Much research has been carried out on large language models (LLMs) and LLM-powered agentic workflows. However, many works within the field state emergence of, ascribe to, or assume, generalised anthropomorphic attributes to them (e.g., morality or understanding of natural language). Our goal is not to argue in favour or against the existence of these attributes, but to point out that these conclusions could be incorrect. For this we build and train a simple neural network on the videogame Age of Empires II, and note that any entity in a sufficiently-powerful substrate, such as LEGO or the Greater Boston Area, could also present such attributes. Hence, the purported anthropomorphic attributes of LLMs are empirically non-unique: although some properties (e.g., responses to prompts) could remain invariant, others, such as the interpretation of their perceived behaviour, might change with the substrate. Thus, any empirically-grounded discussion on these attributes requires explicit measurement criteria; otherwise the interpretation is left to the representation. We then show that assuming that these attributes exist or not in a system, independent of the substrate and in a generalised way, leads to either circular or uninformative conclusions. This is regardless of the experimenter's viewpoint on the subject, or whether the outcome shows existence or non-existence. Finally we propose a 'null' assumption, where one assumes LLM non-uniqueness instead of assuming anthropomorphic attributes to set up an experiment, along with examples of it. We also discuss potential objections to our work, briefly survey the field, and prove that Age of Empires II is functionally- and Turing-complete.
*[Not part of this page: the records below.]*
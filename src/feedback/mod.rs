//! Workout feedback capture and bounded history.

pub mod log;
pub mod types;

pub use log::FeedbackLog;
pub use types::{Difficulty, FeedbackError, WorkoutFeedbackEntry};
//! Per-exercise difficulty adaptation.

pub mod engine;

use serde::{Deserialize, Serialize};

pub use engine::{AdaptiveDifficultyEngine, DEFAULT_REPS};

/// Recommended reps and weight the engine maintains for one exercise.
///
/// `cumulative_progression` is an unbounded trend accumulator: positive when
/// the user keeps outgrowing targets, negative when they keep struggling.
#[derive(Debug, Clone, Copy, PartialEq, Serialize, Deserialize)]
pub struct ExerciseAdaptation {
    /// Recommended rep count, always at least 1
    pub current_reps: u32,
    /// Recommended weight in kilograms, never negative
    pub current_weight: f64,
    /// Signed running sum of per-feedback progression deltas
    pub cumulative_progression: f64,
}

/// Current recommendation for an exercise, as handed to the UI.
#[derive(Debug, Clone, Copy, PartialEq, Serialize, Deserialize)]
pub struct AdaptationTargets {
    /// Recommended reps
    pub reps: u32,
    /// Recommended weight in kilograms
    pub weight: f64,
}
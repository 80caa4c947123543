//! Achievement evaluation scenarios through the engine API.

use adaptrack::{
    AchievementId, Difficulty, EngineConfig, MemoryProgressStore, ProgressEngine,
    WorkoutFeedbackEntry,
};
use chrono::{DateTime, TimeZone, Utc};
use uuid::Uuid;

fn at(m: u32, d: u32) -> DateTime<Utc> {
    Utc.with_ymd_and_hms(2024, m, d, 8, 0, 0).unwrap()
}

fn engine() -> ProgressEngine<MemoryProgressStore> {
    ProgressEngine::open(
        Uuid::new_v4(),
        EngineConfig::default(),
        MemoryProgressStore::new(),
    )
    .unwrap()
}

fn entry(ts: DateTime<Utc>) -> WorkoutFeedbackEntry {
    WorkoutFeedbackEntry::new(Uuid::new_v4(), Difficulty::Perfect, ts)
}

fn is_streak_id(id: &AchievementId) -> bool {
    matches!(
        id,
        AchievementId::Streak3 | AchievementId::Streak5 | AchievementId::Streak7Plus
    )
}

#[test]
fn test_three_perfect_days() {
    let mut engine = engine();

    for d in 1..=3 {
        engine.record_feedback_at(entry(at(1, d)), at(1, d)).unwrap();
    }

    assert_eq!(engine.state().streak.days, 3);
    assert_eq!(engine.state().total_workouts, 3);

    // With the unified streak record the 3-day bucket fires; no count or
    // weekly milestones are due yet.
    let ids = engine.check_achievements();
    assert_eq!(ids, vec![AchievementId::Streak3]);
}

#[test]
fn test_tenth_workout_hits_the_milestone() {
    let mut engine = engine();

    for d in 1..=10 {
        engine.record_feedback_at(entry(at(1, d)), at(1, d)).unwrap();
    }

    let ids = engine.check_achievements();
    assert!(ids.contains(&AchievementId::Workouts10));
}

#[test]
fn test_eleventh_workout_emits_no_count_milestone() {
    let mut engine = engine();

    for d in 1..=11 {
        engine.record_feedback_at(entry(at(1, d)), at(1, d)).unwrap();
    }

    let ids = engine.check_achievements();
    assert!(!ids.iter().any(|id| matches!(
        id,
        AchievementId::Workouts10
            | AchievementId::Workouts25
            | AchievementId::Workouts50
            | AchievementId::Workouts100
    )));
}

#[test]
fn test_at_most_one_streak_bucket() {
    let mut engine = engine();

    for d in 1..=20 {
        engine.record_feedback_at(entry(at(1, d)), at(1, d)).unwrap();
        let streak_ids = engine
            .check_achievements()
            .iter()
            .filter(|id| is_streak_id(*id))
            .count();
        assert!(streak_ids <= 1, "day {d}: multiple streak buckets");
    }
}

#[test]
fn test_weekly_target_met_fires_inside_the_window() {
    let mut engine = engine();

    // Four workouts Monday..Thursday of one ISO week (2024-01-01 is a Monday)
    for d in 1..=4 {
        engine.record_feedback_at(entry(at(1, d)), at(1, 4)).unwrap();
    }

    let ids = engine.check_achievements();
    assert!(ids.contains(&AchievementId::WeeklyTargetMet));
}

#[test]
fn test_ids_render_as_stable_strings() {
    assert_eq!(AchievementId::Streak7Plus.to_string(), "streak_7_plus");
    assert_eq!(AchievementId::Workouts25.to_string(), "workouts_25");
    assert_eq!(
        serde_json::to_string(&AchievementId::WeeklyTargetMet).unwrap(),
        "\"weekly_target_met\""
    );
}
//! Aggregate progress state and periodic completion aggregation.

pub mod aggregator;
pub mod types;

pub use aggregator::PeriodAggregator;
pub use types::{LegacyStreakRecord, PeriodProgress, ProgressState, StreakState};
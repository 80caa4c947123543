//! Database schema definitions.

/// SQL schema for creating all tables.
pub const SCHEMA: &str = r#"
-- One progress document per user
CREATE TABLE IF NOT EXISTS progress_states (
    user_id TEXT PRIMARY KEY,
    state_json TEXT NOT NULL,
    updated_at TEXT NOT NULL
);
"#;

/// SQL for the schema version tracking table.
pub const SCHEMA_VERSION_TABLE: &str = r#"
CREATE TABLE IF NOT EXISTS schema_version (
    version INTEGER PRIMARY KEY,
    applied_at TEXT NOT NULL
);
"#;

/// Current schema version.
pub const CURRENT_VERSION: i32 = 1;
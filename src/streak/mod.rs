//! Continuous-day workout streak tracking.

pub mod tracker;

pub use tracker::{StreakSnapshot, StreakTracker};
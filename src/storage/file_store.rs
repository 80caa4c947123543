//! JSON file-backed progress store.

use super::store::{ProgressStore, StorageError};
use crate::progress::types::ProgressState;
use std::path::PathBuf;
use uuid::Uuid;

/// One JSON document per user under the data directory.
///
/// Writes go to a temporary sibling first and are renamed into place, so a
/// failed write never truncates the previous document.
#[derive(Debug, Clone)]
pub struct FileProgressStore {
    dir: PathBuf,
}

impl FileProgressStore {
    /// Store documents under the given directory.
    pub fn new(dir: impl Into<PathBuf>) -> Self {
        Self { dir: dir.into() }
    }

    /// Store documents under the default application data directory.
    pub fn default_location() -> Self {
        Self::new(super::config::get_data_dir().join("progress"))
    }

    fn path_for(&self, user_id: Uuid) -> PathBuf {
        self.dir.join(format!("{user_id}.json"))
    }
}

impl ProgressStore for FileProgressStore {
    fn load(&self, user_id: Uuid) -> Result<Option<ProgressState>, StorageError> {
        let path = self.path_for(user_id);

        if !path.exists() {
            return Ok(None);
        }

        let content =
            std::fs::read_to_string(&path).map_err(|e| StorageError::IoError(e.to_string()))?;

        let state = serde_json::from_str(&content)
            .map_err(|e| StorageError::SerializationError(e.to_string()))?;

        Ok(Some(state))
    }

    fn save(&mut self, user_id: Uuid, state: &ProgressState) -> Result<(), StorageError> {
        std::fs::create_dir_all(&self.dir).map_err(|e| StorageError::IoError(e.to_string()))?;

        let content = serde_json::to_string_pretty(state)
            .map_err(|e| StorageError::SerializationError(e.to_string()))?;

        let path = self.path_for(user_id);
        let tmp = path.with_extension("json.tmp");

        std::fs::write(&tmp, content).map_err(|e| StorageError::IoError(e.to_string()))?;
        std::fs::rename(&tmp, &path).map_err(|e| StorageError::IoError(e.to_string()))?;

        tracing::debug!(user_id = %user_id, path = %path.display(), "Progress saved");
        Ok(())
    }
}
翻译：关于大语言模型（LLM）及其驱动的智能体工作流已有大量研究。然而，该领域的许多工作宣称、归因或假设这些模型涌现出拟人化的泛化属性（如道德判断或自然语言理解）。我们的目标并非论证这些属性的存在与否，而是指出此类结论可能存在谬误。为此，我们基于电子游戏《帝国时代II》构建并训练了一个简单的神经网络，并注意到任何处于足够强大的基板（如乐高积木或大波士顿地区）上的实体，都可能展现出类似属性。因此，LLM被宣称的拟人化属性在经验上并不具有独特性：尽管某些特性（如对提示的响应）可能保持恒定，但其他特性（如其感知行为的诠释方式）会随基板而改变。要对此类属性进行基于经验的讨论，必须建立明确的测量标准；否则，诠释将完全取决于表征方式。我们进而证明，无论实验者持何种立场，也无论结果证实存在与否，若以泛化方式假设这些属性独立于基板而存在于系统中，都将导致循环论证或空洞结论。最终，我们提出"零假设"方法——即在实验设计时假定LLM不具有独特性而非拟人化属性，并给出相应案例。此外，我们探讨了学界可能对本研究的质疑，简要梳理了领域现状，并证明《帝国时代II》具有图灵完备性与函数完备性。